Mais Beuys émet un doute et ne voit qu’une solution : « Dans cette situation, l’unique espérance que nous avons dépend de la force énergétique, qui vient d’une vision nouvelle ». C’est une « réalisme utopique » (ou une « utopie réaliste ») qui pourrait (peut-être) provoquer une dynamique assez puissante pour rénover le système de fond en comble, au-delà du communisme et du libéralisme capitaliste. Ce faisant, il a anticipé la situation que nous sommes en train de vivre. La seule chose qu’il n’a pas imaginée, c’est un concept paradoxal : le communisme ultra capitaliste.
Toute l’œuvre de Beuys tourne autour de ces questionnements. Il y a incorporé les problèmes de son temps, les a transposés et a défié les lois du marché de l’art comme métaphore du marché global. C’est pourquoi il continue à gêner car il a instauré un jeu déroutant entre l’esthétique et les mécanismes régissant la vie moderne, qui sont loin de ces considérations liées à l’art.
V
Tout commence (aussi), dans une optique assez différente (en apparence et en apparence seulement) de celle de Joseph Beuys, avec Vitantonio Russo. Tout commence donc par une réflexion sérieuse et pertinente sur l’économie de l’art – dans le sens strict du terme. Il l’a résumée dans son livre paru à Bari en 1997, Economia dei beni e delle actività culturali. Il y dissèque tous les mécanismes qui attribuent une valeur monétaire à ces « rêves que l’argent ne peut pas acheter ». Comme dans tout système économique, Russo confirme qu’il y a ici, comme dans n’importe autre système de cet ordre, une offre et une demande. Le problème réside, souligne-t-il, fans la question délicate de la qualité qui « n’est ni objectivement quantifiable ni facile à cerner ». Une bourse existe pour l’art comme pour les autres marchandises – ce sont les maisons de ventes aux enchères. Pour comprendre le sens de la demande, il distingue le « collectionneur », le « connaisseur » ou « amateur d’art » (je dirais : le dilettante dans le sens ancien), l’ « investisseur pur » et enfin l’ « investisseur occasionnel ». Depuis la publication de ce livre, pourtant récente, a grossi une catégorie d’ »investisseurs/connaisseurs », c’est-à-dire des individus, souvent à travers de grosses entreprises, qui tentent (souvent avec succès) de faire coïncider la valeur financière de l’investissement avec la connaissance de la matière (sa valeur propre au sein d’une histoire). Cette nouvelle catégorie dominante de nos jours a forgé le concept d’une adéquation parfaite de l’œuvre avec sa valeur monétaire qui lui est attribuée grâce à une machination spéculative, qui paraît infaillible. Elle s’est mise à fantasmer sur une bourse parallèle qui ne pourrait jamais connaître de défaillances.

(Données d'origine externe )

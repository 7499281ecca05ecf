//! Performance benchmarks for the payroll engine.
//!
//! This benchmark suite verifies that the core paths meet performance targets:
//! - Single payroll computation: < 10μs mean
//! - Batch of 100 staff through the runner: < 50ms mean
//! - Batch of 1000 staff through the runner: < 500ms mean
//! - A full day of cadence evaluations: < 1ms mean
//!
//! Run with: `cargo bench`
//! HTML reports are generated in `target/criterion/`

use criterion::{BenchmarkId, Criterion, Throughput, black_box, criterion_group, criterion_main};

use chrono::NaiveDate;
use std::sync::Arc;

use payroll_engine::batch::BatchRunner;
use payroll_engine::calculation::compute_payroll;
use payroll_engine::models::{PayFrequency, Staff};
use payroll_engine::schedule::due_cadences;
use payroll_engine::store::{InMemoryLedger, InMemoryStaffDirectory};

/// Creates a staff member with all compensation fields populated.
fn create_staff(id: usize) -> Staff {
    Staff {
        id: format!("staff_{:04}", id),
        name: format!("Staff Member {}", id),
        pay_frequency: PayFrequency::Monthly,
        salary: "3000.00".to_string(),
        allowances: Some("200.50".to_string()),
        deductions: Some("150.25".to_string()),
    }
}

fn run_date() -> NaiveDate {
    NaiveDate::from_ymd_opt(2026, 3, 29).unwrap()
}

/// Benchmark: single net pay computation.
///
/// Target: < 10μs mean
fn bench_compute_payroll(c: &mut Criterion) {
    let staff = create_staff(1);
    let period = NaiveDate::from_ymd_opt(2026, 3, 1).unwrap();

    c.bench_function("compute_payroll", |b| {
        b.iter(|| black_box(compute_payroll(black_box(&staff), period).unwrap()))
    });
}

/// Benchmark: batch runs over populated in-memory stores.
///
/// Targets: 100 staff < 50ms, 1000 staff < 500ms mean. A fresh ledger per
/// iteration keeps every run on the insert path rather than the duplicate
/// path.
fn bench_batch_runs(c: &mut Criterion) {
    let rt = tokio::runtime::Runtime::new().unwrap();

    let mut group = c.benchmark_group("batch_processing");

    for staff_count in [100usize, 1000] {
        let directory = Arc::new(InMemoryStaffDirectory::new());
        rt.block_on(async {
            for i in 0..staff_count {
                directory.insert(create_staff(i)).await;
            }
        });

        group.throughput(Throughput::Elements(staff_count as u64));
        if staff_count >= 1000 {
            group.sample_size(10);
        }
        group.bench_with_input(
            BenchmarkId::new("staff", staff_count),
            &staff_count,
            |b, _| {
                b.to_async(&rt).iter(|| {
                    let directory = directory.clone();
                    async move {
                        let runner =
                            BatchRunner::new(directory, Arc::new(InMemoryLedger::new()));
                        let result = runner
                            .run(PayFrequency::Monthly, run_date())
                            .await
                            .unwrap();
                        black_box(result)
                    }
                })
            },
        );
    }

    group.finish();
}

/// Benchmark: cadence predicate evaluation for every minute of one day.
///
/// Target: < 1ms mean
fn bench_cadence_sweep(c: &mut Criterion) {
    let day = NaiveDate::from_ymd_opt(2026, 6, 28).unwrap();
    let minutes: Vec<_> = (0u32..24 * 60)
        .map(|m| {
            day.and_hms_opt(m / 60, m % 60, 0)
                .expect("valid time of day")
        })
        .collect();

    c.bench_function("cadence_sweep_one_day", |b| {
        b.iter(|| {
            let mut fired = 0usize;
            for now in &minutes {
                fired += due_cadences(black_box(*now)).len();
            }
            black_box(fired)
        })
    });
}

criterion_group!(
    benches,
    bench_compute_payroll,
    bench_batch_runs,
    bench_cadence_sweep,
);
criterion_main!(benches);
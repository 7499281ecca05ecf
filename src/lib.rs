//! Payroll computation and scheduling engine.
//!
//! This crate computes net pay for staff records, runs per-frequency payroll
//! batches with per-staff failure containment, and fires those batches on
//! three calendar cadences (monthly, weekly, biweekly) from a process-scoped
//! scheduler with an explicit start/stop lifecycle.

#![warn(missing_docs)]

pub mod batch;
pub mod calculation;
pub mod config;
pub mod error;
pub mod models;
pub mod schedule;
pub mod store;
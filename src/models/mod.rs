//! Core data models for the payroll engine.
//!
//! This module contains all the domain models used throughout the engine.

mod batch_result;
mod payroll_record;
mod staff;

pub use batch_result::{BatchOutcome, BatchResult, FailureKind, StaffOutcome};
pub use payroll_record::PayrollRecord;
pub use staff::{PayFrequency, Staff};
//! Configuration loading functionality.

use std::fs;
use std::path::Path;

use super::types::EngineConfig;
use crate::error::{PayrollError, PayrollResult};

impl EngineConfig {
    /// Loads settings from a YAML file.
    ///
    /// # Arguments
    ///
    /// * `path` - Path to the settings file (e.g., "./config/payroll.yaml")
    ///
    /// # Returns
    ///
    /// Returns the parsed settings, or an error if:
    /// - the file does not exist or cannot be read (`ConfigNotFound`)
    /// - the file contains invalid YAML (`ConfigParseError`)
    ///
    /// # Example
    ///
    /// ```no_run
    /// use payroll_engine::config::EngineConfig;
    ///
    /// let config = EngineConfig::load("./config/payroll.yaml")?;
    /// # Ok::<(), payroll_engine::error::PayrollError>(())
    /// ```
    pub fn load<P: AsRef<Path>>(path: P) -> PayrollResult<Self> {
        let path = path.as_ref();
        let path_str = path.display().to_string();

        let content = fs::read_to_string(path).map_err(|_| PayrollError::ConfigNotFound {
            path: path_str.clone(),
        })?;

        serde_yaml::from_str(&content).map_err(|e| PayrollError::ConfigParseError {
            path: path_str,
            message: e.to_string(),
        })
    }
}
//! Staff directory query interface.

use std::future::Future;

use crate::error::PayrollResult;
use crate::models::{PayFrequency, Staff};

/// Read-only access to the externally-owned staff directory.
///
/// Implementations are expected to report a failed list query as
/// [`PayrollError::DirectoryQueryFailure`](crate::error::PayrollError::DirectoryQueryFailure);
/// the batch runner treats that as batch-fatal, while everything after the
/// list is contained per staff member.
pub trait StaffDirectory: Send + Sync {
    /// Returns every staff member paid at the given frequency.
    fn list_staff_by_frequency(
        &self,
        frequency: PayFrequency,
    ) -> impl Future<Output = PayrollResult<Vec<Staff>>> + Send;

    /// Resolves one staff member by id; `None` when the id is absent.
    fn get_staff_by_id(
        &self,
        staff_id: &str,
    ) -> impl Future<Output = PayrollResult<Option<Staff>>> + Send;
}
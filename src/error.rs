//! Error types for the payroll engine.
//!
//! This module provides strongly-typed errors using the `thiserror` crate
//! for all error conditions that can occur during payroll processing.

use thiserror::Error;

use crate::models::PayFrequency;

/// The main error type for the payroll engine.
///
/// All operations in the engine return this error type, making it easy
/// to handle errors consistently throughout the application.
///
/// # Example
///
/// ```
/// use payroll_engine::error::PayrollError;
///
/// let error = PayrollError::StaffNotFound {
///     staff_id: "s1".to_string(),
/// };
/// assert_eq!(error.to_string(), "Staff not found: s1");
/// ```
#[derive(Debug, Error)]
pub enum PayrollError {
    /// Configuration file was not found at the specified path.
    #[error("Configuration file not found: {path}")]
    ConfigNotFound {
        /// The path that was not found.
        path: String,
    },

    /// Configuration file could not be parsed.
    #[error("Failed to parse configuration file '{path}': {message}")]
    ConfigParseError {
        /// The path to the file that failed to parse.
        path: String,
        /// A description of the parse error.
        message: String,
    },

    /// No staff record exists for the given identifier at resolution time.
    #[error("Staff not found: {staff_id}")]
    StaffNotFound {
        /// The staff identifier that could not be resolved.
        staff_id: String,
    },

    /// A compensation field on a staff record could not be used for payment.
    #[error("Invalid compensation data for staff '{staff_id}', field '{field}': {message}")]
    InvalidCompensation {
        /// The staff member the bad data belongs to.
        staff_id: String,
        /// The compensation field that was rejected.
        field: String,
        /// A description of what made the field invalid.
        message: String,
    },

    /// A payroll record could not be written to the ledger.
    #[error("Failed to persist payroll record for staff '{staff_id}': {message}")]
    PersistenceFailure {
        /// The staff member whose record could not be written.
        staff_id: String,
        /// A description of the persistence failure.
        message: String,
    },

    /// The staff directory list query itself failed; the batch cannot run.
    #[error("Staff directory query failed for {frequency} batch: {message}")]
    DirectoryQueryFailure {
        /// The pay frequency whose batch was being listed.
        frequency: PayFrequency,
        /// A description of the query failure.
        message: String,
    },
}

/// A type alias for Results that return PayrollError.
pub type PayrollResult<T> = Result<T, PayrollError>;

Mais Russo est allé beaucoup plus loin dans ses méditations sur les rouages de cette économie unique en son genre puisqu’elle repose, à l’origine, essentiellement sur des bases subjectives. Dans la belle et précieuse monographie que Lucrezia Di Domizio lui a consacrée, elle a réuni une anthologie de textes. On doit s’arrêter un instant l’un d’eux, « la Pensée de Joseph Beuys entre Ethique et Economie ». Il arrive au point où je suis arrêté dans le chapitre précédent quand il cite l’artiste allemand qui affirme que « l’art en soi n’est pas dégradé par l’abus du marché ». Il en tire la conclusion que, dans la demande et l’offre, « sont véhiculées des valeurs qui ne sont pas qualifiables en termes économiques ». Cela parce que dans l’esprit de Beuys elles « sont le prétexte d’un dialogue ». Il déjoue ainsi le marché, nous l’avons vu, en faisant de l’œuvre d’art peut se multiplier alors qui lui affecte « une fonction formatrice et informative ». Mais il n’en reste pas moins vrai qu’elle s’inscrit par conséquent dans la perspective d’un « développement malsain ». Reste alors la nécessité d’associer de manière étroite économie et éthique, sans que ce soit la clef de voûte de sa création, c’est néanmoins une de ses conditions principales.